After an internal battle lasting months between Chancellor Angela Merkel's conservatives and their junior coalition partners the Free Democratic Party (FDP), the two sides have reached a compromise to extend the laws for another four years, though with changes.
Interior Minister Hans-Peter Friedrich and Justice Minister Sabine Leutheusser-Schnarrenberger announced the compromise on Wednesday.
The laws were originally passed by the former Social Democratic-Green coalition government following the September 11, 2001 attacks in the United States. They gave security forces greater powers to access data such as flight information from airlines and the movement of money between bank accounts of terrorism suspects. The existing regulations expire in January next year.
The two ministers had been battling over whether and how to extend the laws. Friedrich, of the Christian Social Union, the Bavarian sister party to Merkel's conservative Christian Democrats, wanted to keep the laws in place and even strengthen them in some respects.
The FDP's Leutheusser-Schnarrenberger, whose party touts civil liberties, resisted their extension.
Under the compromise, the laws would be applied for the next four years “as far as they are necessary,” Friedrich said.
Some will be strengthened. For example anti-terrorism authorities will in future be able to gather information about flights and bank accounts from central points, where previously they had to collect the data from individual airlines and banks.
Other laws will be scrapped, including those that give authorities the power to obtain information about mail and post office boxes. So-called “mini-eavesdropping,” whereby officers place microphones on their own bodies for self-protection, will be dropped. Friedrich said this had not been used by intelligence officers anyway.

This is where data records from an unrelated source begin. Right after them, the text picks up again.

use std::collections::VecDeque;
use std::time::SystemTime;

use serde::{Deserialize, Serialize};

use super::frames::{Frame, Variables};

/// Everything visible at one pause, captured for time travel.
#[derive(Debug, Clone, PartialEq, Eq, Serialize, Deserialize)]
pub struct ProgramState {
    pub frames: Vec<Frame>,
    pub variables: Variables,
    pub current_line: Option<usize>,
    pub output: String,
    pub timestamp: SystemTime,
}

impl ProgramState {
    pub fn new(
        frames: Vec<Frame>,
        variables: Variables,
        current_line: Option<usize>,
        output: String,
    ) -> Self {
        Self {
            frames,
            variables,
            current_line,
            output,
            timestamp: SystemTime::now(),
        }
    }
}

/// Bounded snapshot store with a movable cursor. The oldest entry is evicted
/// once capacity is exceeded.
#[derive(Debug, Clone)]
pub struct History {
    states: VecDeque<ProgramState>,
    capacity: usize,
    cursor: Option<usize>,
}

impl History {
    pub fn new(capacity: usize) -> Self {
        let capacity = capacity.max(1);
        Self {
            states: VecDeque::with_capacity(capacity.min(1024)),
            capacity,
            cursor: None,
        }
    }

    /// Append `state` and move the cursor to it.
    pub fn capture(&mut self, state: ProgramState) {
        self.states.push_back(state);
        let mut cursor = self.states.len() - 1;
        if self.states.len() > self.capacity {
            self.states.pop_front();
            cursor -= 1;
        }
        self.cursor = Some(cursor);
    }

    pub fn current(&self) -> Option<&ProgramState> {
        self.cursor.and_then(|index| self.states.get(index))
    }

    /// Step the cursor one entry back. At the oldest entry this does nothing.
    pub fn rewind(&mut self) -> Option<&ProgramState> {
        if let Some(cursor) = self.cursor.as_mut() {
            *cursor = cursor.saturating_sub(1);
        }
        self.current()
    }

    pub fn size(&self) -> usize {
        self.states.len()
    }

    pub fn cursor(&self) -> Option<usize> {
        self.cursor
    }
}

Friedrich lost his battle to give security services the power to open suspects' bank safety deposit boxes. He also failed to put in place fines for airlines that refused to hand over data. He acknowledged he had backed down on those issues.
Leutheusser-Schnarrenberger acknowledged authorities needed special powers to combat terrorism, but stressed nothing would be rubber-stamped. She said the criteria for authorities to obtain private data had been tightened.
The vexed issue of data retention, whereby phone and internet companies are compelled to keep data on their customers calls and website visits for a certain period, is still being debated.
German Police Union (DPolG) boss Rainer Wendt welcomed the announcement as “a great result for security policy.
But the socialist opposition party The Left was sharply critical of the laws' extension, saying they infringed on citizens' most basic rights.